In einem guten Buch ist jeder Buchstabe aus Gold

10. November 2017

Sun-Mi, Du bist im Ruhrgebiet geboren und lebst dort bis heute. Was magst Du ganz besonders am Ruhrgebiet?

Oh, es gibt ganz viele Dinge, die ich am Ruhrgebiet mag und schätze. Da sind zum einen die Menschen und ihre offene, bodenständige, manchmal auch einfache Art. Die meisten Menschen hier sind sehr unkompliziert. Dann die Tatsache, dass die vielen kleinen und großen Orte im Ruhrgebiet sich zu einer Fünf-Millionen-Metropole vereinen und trotz regionaler Unterschiede letztlich ein Zusammengehörigkeitsgefühl besteht. Die Sprache. Dann tatsächlich das Ruhrpott-Essen. Es ist nicht besonders raffiniert oder fein, aber das hat trotzdem seinen Reiz. Die beste Currywurstbude des Ruhrgebiets kann ich fußläufig erreichen… Und dann genieße ich sehr das Multikulturelle:

»Mein Freundes- und Bekanntenkreis setzt sich aus den unterschiedlichsten Teilen der Welt zusammen. Und das Tolle daran ist, im Alltag bemerke ich das gar nicht. Und weil wir hier im Ruhrgebiet so viele Einwanderer haben, haben die unterschiedlichsten Küchen und Lebensmittelläden der Welt hier einen Platz gefunden. Womit wir wieder beim Essen wären…«

Deine Eltern stammen aus Südkorea. Wie würdest Du Deine kulturelle Identität beschreiben?

Je älter ich werde, desto bewusster werden mir meine koreanischen Anteile. Das liegt aber nicht daran, dass ich mental oder seelisch zu meinen Wurzeln zurückkehre. Die waren ja immer da. Ich nehme mich und mein Leben nur insgesamt bewusster wahr. Ich fühle mich als Deutsche in jeder Hinsicht. Meine Muttersprache ist Deutsch. Nur eben mit südkoreanischen Wurzeln, was man nicht nur in meinem Aussehen erkennt. Sondern auch an einzelnen Glaubenssätzen und Werten und daraus resultierenden, unbewussten Verhaltensweisen und Denkmustern.

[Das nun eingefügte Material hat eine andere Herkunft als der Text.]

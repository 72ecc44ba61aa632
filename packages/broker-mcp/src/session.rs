// ABOUTME: A single MCP session bound to one user identity for its whole lifetime
// ABOUTME: every JSON-RPC tools/call on it is rewritten to (tool, args, user) and dispatched

use std::sync::Arc;

use broker_core::User;
use broker_coordinator::Coordinator;
use chrono::{DateTime, Utc};
use serde_json::{json, Value};
use tracing::{debug, warn};
use uuid::Uuid;

use crate::protocol::{
    initialize_result, CallToolParams, CallToolResult, JsonRpcRequest, JsonRpcResponse,
    ListToolsResult, INVALID_PARAMS, METHOD_NOT_FOUND,
};

/// One MCP client connection. The user identity is resolved once, at
/// connect time, and never re-checked: every tool call on this session
/// runs as that user.
pub struct McpSession {
    pub id: String,
    pub user: User,
    pub created_at: DateTime<Utc>,
    coordinator: Arc<Coordinator>,
}

impl McpSession {
    pub fn new(user: User, coordinator: Arc<Coordinator>) -> Self {
        Self {
            id: format!("mcps_{}", Uuid::new_v4()),
            user,
            created_at: Utc::now(),
            coordinator,
        }
    }

    /// Handle one JSON-RPC request, returning the JSON-RPC response to emit
    /// on this session's event stream. Never returns an `Err` — protocol and
    /// dispatch failures are both folded into a JSON-RPC response.
    pub async fn handle(&self, raw: Value) -> JsonRpcResponse {
        let request: JsonRpcRequest = match serde_json::from_value(raw) {
            Ok(r) => r,
            Err(e) => {
                return JsonRpcResponse::failure(
                    Value::Null,
                    crate::protocol::PARSE_ERROR,
                    format!("malformed JSON-RPC request: {e}"),
                )
            }
        };
        let id = request.id.clone().unwrap_or(Value::Null);

        debug!(
            session = %self.id,
            user_id = %self.user.id,
            method = %request.method,
            "mcp request"
        );

        match request.method.as_str() {
            "initialize" => JsonRpcResponse::success(
                id,
                serde_json::to_value(initialize_result()).unwrap_or(Value::Null),
            ),
            "ping" => JsonRpcResponse::success(id, json!({})),
            "tools/list" => self.handle_tools_list(id),
            "tools/call" => self.handle_tools_call(id, request.params).await,
            other => {
                JsonRpcResponse::failure(id, METHOD_NOT_FOUND, format!("unknown method: {other}"))
            }
        }
    }

    fn handle_tools_list(&self, id: Value) -> JsonRpcResponse {
        let result = ListToolsResult {
            tools: broker_tools::catalog(),
            next_cursor: None,
        };
        JsonRpcResponse::success(id, serde_json::to_value(result).unwrap_or(Value::Null))
    }

    async fn handle_tools_call(&self, id: Value, params: Option<Value>) -> JsonRpcResponse {
        let params: CallToolParams = match params {
            Some(p) => match serde_json::from_value(p) {
                Ok(p) => p,
                Err(e) => {
                    return JsonRpcResponse::failure(
                        id,
                        INVALID_PARAMS,
                        format!("invalid tools/call params: {e}"),
                    )
                }
            },
            None => {
                return JsonRpcResponse::failure(id, INVALID_PARAMS, "missing tools/call params")
            }
        };

        let arguments = params.arguments.unwrap_or(Value::Null);
        match broker_tools::dispatch(&params.name, arguments, &self.user.id, &self.coordinator)
            .await
        {
            Ok(value) => {
                let result = CallToolResult::ok(value);
                JsonRpcResponse::success(id, serde_json::to_value(result).unwrap_or(Value::Null))
            }
            Err(err) => {
                warn!(
                    session = %self.id,
                    user_id = %self.user.id,
                    tool = %params.name,
                    error = %err,
                    "tool call failed"
                );
                let result = CallToolResult::err(err.to_string());
                JsonRpcResponse::success(id, serde_json::to_value(result).unwrap_or(Value::Null))
            }
        }
    }
}
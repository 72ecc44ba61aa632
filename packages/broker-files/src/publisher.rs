// ABOUTME: File Publisher — owns {results_root}/{sandbox_id}/... on the host
// ABOUTME: atomic temp-file+rename writes, TTL-based pruning, content-type inference

use broker_core::PublishedFile;
use chrono::Utc;
use std::path::{Path, PathBuf};
use std::time::Duration;
use tracing::{debug, info, warn};

use crate::error::{FilesError, Result};
use crate::path_safety::resolve_safe_path;

pub struct FilePublisher {
    results_root: PathBuf,
    file_ttl: Duration,
}

impl FilePublisher {
    pub fn new(results_root: impl Into<PathBuf>, file_ttl: Duration) -> Self {
        Self {
            results_root: results_root.into(),
            file_ttl,
        }
    }

    fn sandbox_root(&self, sandbox_id: &str) -> PathBuf {
        self.results_root.join(sandbox_id)
    }

    /// Writes `bytes` atomically (temp file + rename) and returns a
    /// `PublishedFile` whose URL is good for the file's lifetime.
    pub async fn publish(
        &self,
        sandbox_id: &str,
        relative_path: &str,
        bytes: Vec<u8>,
    ) -> Result<PublishedFile> {
        let sandbox_root = self.sandbox_root(sandbox_id);
        tokio::fs::create_dir_all(&sandbox_root).await?;

        let dest = resolve_safe_path(&sandbox_root, relative_path)?;
        if let Some(parent) = dest.parent() {
            tokio::fs::create_dir_all(parent).await?;
        }

        let tmp_path = dest.with_extension(format!(
            "{}.tmp-{}",
            dest.extension().and_then(|e| e.to_str()).unwrap_or(""),
            uuid::Uuid::new_v4().simple()
        ));
        tokio::fs::write(&tmp_path, &bytes).await?;
        tokio::fs::rename(&tmp_path, &dest).await?;

        debug!(sandbox_id = %sandbox_id, relative_path = %relative_path, "published file");

        Ok(PublishedFile {
            sandbox_id: sandbox_id.to_string(),
            relative_path: relative_path.to_string(),
            on_host_absolute_path: dest.to_string_lossy().into_owned(),
            created_at: Utc::now(),
        })
    }

    /// Reads a previously published file back out, with its inferred
    /// content type.
    pub async fn fetch(&self, sandbox_id: &str, relative_path: &str) -> Result<(Vec<u8>, &'static str)> {
        let sandbox_root = self.sandbox_root(sandbox_id);
        let path = resolve_safe_path(&sandbox_root, relative_path)?;

        let bytes = tokio::fs::read(&path)
            .await
            .map_err(|_| FilesError::NotFound(relative_path.to_string()))?;

        Ok((bytes, infer_content_type(&path)))
    }

    /// Deletes the whole sandbox subtree.
    pub async fn forget(&self, sandbox_id: &str) -> Result<()> {
        let sandbox_root = self.sandbox_root(sandbox_id);
        match tokio::fs::remove_dir_all(&sandbox_root).await {
            Ok(()) => Ok(()),
            Err(e) if e.kind() == std::io::ErrorKind::NotFound => Ok(()),
            Err(e) => Err(e.into()),
        }
    }

    /// Deletes every published file across all sandboxes older than
    /// `file_ttl`. Returns the number of files removed.
    pub async fn prune(&self) -> Result<usize> {
        if !self.results_root.exists() {
            return Ok(0);
        }

        let mut removed = 0;
        let mut sandbox_dirs = tokio::fs::read_dir(&self.results_root).await?;
        while let Some(sandbox_entry) = sandbox_dirs.next_entry().await? {
            if !sandbox_entry.file_type().await?.is_dir() {
                continue;
            }
            removed += self.prune_sandbox_dir(&sandbox_entry.path()).await?;
        }
        if removed > 0 {
            info!(removed, "pruned expired published files");
        }
        Ok(removed)
    }

    async fn prune_sandbox_dir(&self, dir: &Path) -> Result<usize> {
        let mut removed = 0;
        let mut stack = vec![dir.to_path_buf()];
        while let Some(current) = stack.pop() {
            let mut entries = tokio::fs::read_dir(&current).await?;
            while let Some(entry) = entries.next_entry().await? {
                let path = entry.path();
                let file_type = entry.file_type().await?;
                if file_type.is_dir() {
                    stack.push(path);
                    continue;
                }
                let metadata = match entry.metadata().await {
                    Ok(m) => m,
                    Err(e) => {
                        warn!(path = %path.display(), error = %e, "failed to stat file during prune");
                        continue;
                    }
                };
                let age = metadata
                    .modified()
                    .ok()
                    .and_then(|m| m.elapsed().ok())
                    .unwrap_or_default();
                if age > self.file_ttl {
                    if let Err(e) = tokio::fs::remove_file(&path).await {
                        warn!(path = %path.display(), error = %e, "failed to remove expired file");
                        continue;
                    }
                    removed += 1;
                }
            }
        }
        Ok(removed)
    }
}

fn infer_content_type(path: &Path) -> &'static str {
    match path.extension().and_then(|e| e.to_str()) {
        Some("png") => "image/png",
        Some("jpg") | Some("jpeg") => "image/jpeg",
        Some("gif") => "image/gif",
        Some("svg") => "image/svg+xml",
        Some("json") => "application/json",
        Some("csv") => "text/csv",
        Some("txt") | Some("log") => "text/plain",
        Some("html") | Some("htm") => "text/html",
        Some("pdf") => "application/pdf",
        _ => "application/octet-stream",
    }
}

#[cfg(test)]
mod tests {
    use super::*;
    use tempfile::tempdir;

    #[tokio::test]
    async fn publish_then_fetch_roundtrips() {
        let root = tempdir().unwrap();
        let publisher = FilePublisher::new(root.path(), Duration::from_secs(3600));
        let file = publisher
            .publish("sbx_1", "plot.png", b"fake-png".to_vec())
            .await
            .unwrap();
        assert_eq!(file.url(), "/sandbox/file/sbx_1/plot.png");

        let (bytes, content_type) = publisher.fetch("sbx_1", "plot.png").await.unwrap();
        assert_eq!(bytes, b"fake-png");
        assert_eq!(content_type, "image/png");
    }

    #[tokio::test]
    async fn fetch_missing_file_is_not_found() {
        let root = tempdir().unwrap();
        let publisher = FilePublisher::new(root.path(), Duration::from_secs(3600));
        let err = publisher.fetch("sbx_1", "missing.png").await.unwrap_err();
        assert!(matches!(err, FilesError::NotFound(_)));
    }

    #[tokio::test]
    async fn publish_rejects_path_traversal() {
        let root = tempdir().unwrap();
        let publisher = FilePublisher::new(root.path(), Duration::from_secs(3600));
        let err = publisher
            .publish("sbx_1", "../../etc/passwd", b"x".to_vec())
            .await
            .unwrap_err();
        assert!(matches!(err, FilesError::BadPath(_)));
    }

    #[tokio::test]
    async fn forget_deletes_whole_subtree() {
        let root = tempdir().unwrap();
        let publisher = FilePublisher::new(root.path(), Duration::from_secs(3600));
        publisher
            .publish("sbx_1", "plot.png", b"data".to_vec())
            .await
            .unwrap();
        publisher.forget("sbx_1").await.unwrap();
        assert!(publisher.fetch("sbx_1", "plot.png").await.is_err());
    }

    #[tokio::test]
    async fn forget_missing_sandbox_is_not_an_error() {
        let root = tempdir().unwrap();
        let publisher = FilePublisher::new(root.path(), Duration::from_secs(3600));
        assert!(publisher.forget("sbx_never_existed").await.is_ok());
    }

    #[tokio::test]
    async fn prune_removes_files_older_than_ttl() {
        let root = tempdir().unwrap();
        let publisher = FilePublisher::new(root.path(), Duration::from_millis(50));
        publisher
            .publish("sbx_1", "plot.png", b"data".to_vec())
            .await
            .unwrap();
        tokio::time::sleep(Duration::from_millis(100)).await;
        let removed = publisher.prune().await.unwrap();
        assert_eq!(removed, 1);
        assert!(publisher.fetch("sbx_1", "plot.png").await.is_err());
    }

    #[tokio::test]
    async fn prune_leaves_fresh_files_alone() {
        let root = tempdir().unwrap();
        let publisher = FilePublisher::new(root.path(), Duration::from_secs(3600));
        publisher
            .publish("sbx_1", "plot.png", b"data".to_vec())
            .await
            .unwrap();
        let removed = publisher.prune().await.unwrap();
        assert_eq!(removed, 0);
    }
}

Leistung wird zum Beispiel in der koreanischen Kultur viel höher bewertet als in der westlichen Welt. Noch vor Individualität oder Kreativität. An der Leistungsfähigkeit des Einzelnen wird der Wert des Menschen und der Status seiner Familie festgemacht. Von diesem Gedanken versuche ich mich übrigens gerade zu lösen.

Dann gibt es noch eine dritte Komponente und zwar den Anteil als Zuwandererkind. Als Gastarbeiterkind macht man Erfahrungen, die sowohl Deutsche, als auch Koreaner nie machen. Das beginnt allein schon damit, dass man das einzige deutsche Kind in der Schule mit ausländischen Eltern ist… Unbewusst vermittelt man schon als Kind jeden Tag zwischen den beiden Kulturen Ost und West.

Was bedeutet Heimat für Dich?

Schwierige Frage. Ich fühle ich dort wohl – und damit auch zu Hause – wo ich frei sein kann. Das muss kein besonderer Ort sein. Hauptsache, ich finde dort Inspiration, neue Gedanken, Weiterentwicklung, offene Menschen und kann meiner Persönlichkeit Ausdruck verleihen.

Auf Deinen Blogs schreibst Du unter anderem über kulturelle Unterschiede zwischen Ost und West. Magst Du ein Beispiel aus Deiner persönlichen Erfahrung geben?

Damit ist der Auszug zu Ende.